> _TASK REQUIREMENTS_: Pick the lines holding the string "names" out of the records and copy them.
--- DATA TO USE Enclosed Below ---
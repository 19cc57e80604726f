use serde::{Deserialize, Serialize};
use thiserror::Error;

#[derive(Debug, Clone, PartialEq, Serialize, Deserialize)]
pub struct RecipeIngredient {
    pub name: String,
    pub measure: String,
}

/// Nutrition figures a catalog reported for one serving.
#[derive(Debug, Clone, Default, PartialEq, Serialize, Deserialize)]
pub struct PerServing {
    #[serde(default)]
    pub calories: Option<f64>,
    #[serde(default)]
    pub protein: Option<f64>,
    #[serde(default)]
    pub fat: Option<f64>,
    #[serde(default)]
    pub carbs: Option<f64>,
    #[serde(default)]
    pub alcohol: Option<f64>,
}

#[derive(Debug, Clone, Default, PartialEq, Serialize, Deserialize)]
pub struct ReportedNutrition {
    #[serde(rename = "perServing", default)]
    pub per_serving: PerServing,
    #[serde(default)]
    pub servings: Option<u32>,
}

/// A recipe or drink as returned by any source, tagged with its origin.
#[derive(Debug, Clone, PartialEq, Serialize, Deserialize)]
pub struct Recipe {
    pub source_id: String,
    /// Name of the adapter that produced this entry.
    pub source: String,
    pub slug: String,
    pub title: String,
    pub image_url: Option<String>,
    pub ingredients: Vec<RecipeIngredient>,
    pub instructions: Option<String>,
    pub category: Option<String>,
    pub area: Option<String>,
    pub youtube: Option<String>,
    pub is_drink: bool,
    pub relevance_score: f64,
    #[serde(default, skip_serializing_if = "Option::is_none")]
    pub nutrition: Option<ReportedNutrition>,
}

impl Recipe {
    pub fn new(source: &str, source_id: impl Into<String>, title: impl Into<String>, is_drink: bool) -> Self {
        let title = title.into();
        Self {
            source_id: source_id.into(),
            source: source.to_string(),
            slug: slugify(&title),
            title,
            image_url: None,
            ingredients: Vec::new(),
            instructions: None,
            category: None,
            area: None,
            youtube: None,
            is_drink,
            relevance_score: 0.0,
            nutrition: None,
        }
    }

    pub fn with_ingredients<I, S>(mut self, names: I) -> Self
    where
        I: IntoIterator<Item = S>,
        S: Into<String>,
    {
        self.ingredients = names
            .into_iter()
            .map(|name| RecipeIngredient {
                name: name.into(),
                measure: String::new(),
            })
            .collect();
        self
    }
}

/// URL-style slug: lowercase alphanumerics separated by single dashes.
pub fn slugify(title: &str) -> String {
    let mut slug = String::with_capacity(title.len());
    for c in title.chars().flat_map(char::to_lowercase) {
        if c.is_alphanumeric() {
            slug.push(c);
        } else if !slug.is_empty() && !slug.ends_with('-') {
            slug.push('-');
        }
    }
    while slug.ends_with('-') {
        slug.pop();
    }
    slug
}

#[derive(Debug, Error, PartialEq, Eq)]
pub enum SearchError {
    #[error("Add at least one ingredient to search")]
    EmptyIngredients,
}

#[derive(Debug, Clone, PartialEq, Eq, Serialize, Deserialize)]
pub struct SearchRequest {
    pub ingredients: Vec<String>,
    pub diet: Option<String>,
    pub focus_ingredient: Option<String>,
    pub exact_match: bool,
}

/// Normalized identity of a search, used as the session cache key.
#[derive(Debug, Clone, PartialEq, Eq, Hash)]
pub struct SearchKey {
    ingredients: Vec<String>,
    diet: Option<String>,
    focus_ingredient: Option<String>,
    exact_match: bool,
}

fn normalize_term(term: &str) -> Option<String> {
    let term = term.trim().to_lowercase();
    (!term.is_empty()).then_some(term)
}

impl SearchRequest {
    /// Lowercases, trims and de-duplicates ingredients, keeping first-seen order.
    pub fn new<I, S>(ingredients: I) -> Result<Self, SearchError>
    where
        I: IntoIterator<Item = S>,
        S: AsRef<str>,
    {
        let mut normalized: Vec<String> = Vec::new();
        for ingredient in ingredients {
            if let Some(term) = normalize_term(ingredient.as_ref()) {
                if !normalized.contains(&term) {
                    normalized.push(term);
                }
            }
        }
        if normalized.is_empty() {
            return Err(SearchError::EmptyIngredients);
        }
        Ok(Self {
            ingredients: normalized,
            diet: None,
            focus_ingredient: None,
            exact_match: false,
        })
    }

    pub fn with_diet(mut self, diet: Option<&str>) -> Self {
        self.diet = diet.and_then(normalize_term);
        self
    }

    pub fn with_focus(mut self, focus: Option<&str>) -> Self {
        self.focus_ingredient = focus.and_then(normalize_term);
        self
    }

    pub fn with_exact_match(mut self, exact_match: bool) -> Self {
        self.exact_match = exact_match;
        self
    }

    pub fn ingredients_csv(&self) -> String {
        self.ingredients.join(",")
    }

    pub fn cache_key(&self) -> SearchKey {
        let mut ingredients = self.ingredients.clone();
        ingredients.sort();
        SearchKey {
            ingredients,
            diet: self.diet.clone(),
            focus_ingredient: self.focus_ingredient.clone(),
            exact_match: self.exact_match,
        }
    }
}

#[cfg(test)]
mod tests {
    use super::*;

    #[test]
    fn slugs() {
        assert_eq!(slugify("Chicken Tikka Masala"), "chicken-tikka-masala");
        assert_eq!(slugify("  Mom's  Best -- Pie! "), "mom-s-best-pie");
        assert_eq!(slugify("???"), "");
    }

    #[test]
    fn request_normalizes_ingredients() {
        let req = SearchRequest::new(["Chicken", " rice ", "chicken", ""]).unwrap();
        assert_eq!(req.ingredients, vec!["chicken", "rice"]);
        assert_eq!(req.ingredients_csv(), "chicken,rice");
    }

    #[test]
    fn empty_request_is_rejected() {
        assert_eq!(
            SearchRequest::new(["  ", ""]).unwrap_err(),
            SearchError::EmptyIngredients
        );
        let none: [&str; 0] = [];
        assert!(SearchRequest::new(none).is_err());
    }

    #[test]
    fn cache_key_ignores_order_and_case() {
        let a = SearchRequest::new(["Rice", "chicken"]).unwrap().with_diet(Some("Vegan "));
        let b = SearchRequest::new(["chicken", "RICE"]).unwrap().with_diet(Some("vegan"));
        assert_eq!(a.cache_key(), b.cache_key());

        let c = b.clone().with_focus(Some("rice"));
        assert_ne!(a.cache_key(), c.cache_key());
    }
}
--- End of Enclosed DATA TO USE ---
> _SOLUTION TO THE PROBLEM_:
    pub fn with_ingredients<I, S>(mut self, names: I) -> Self
        self.ingredients = names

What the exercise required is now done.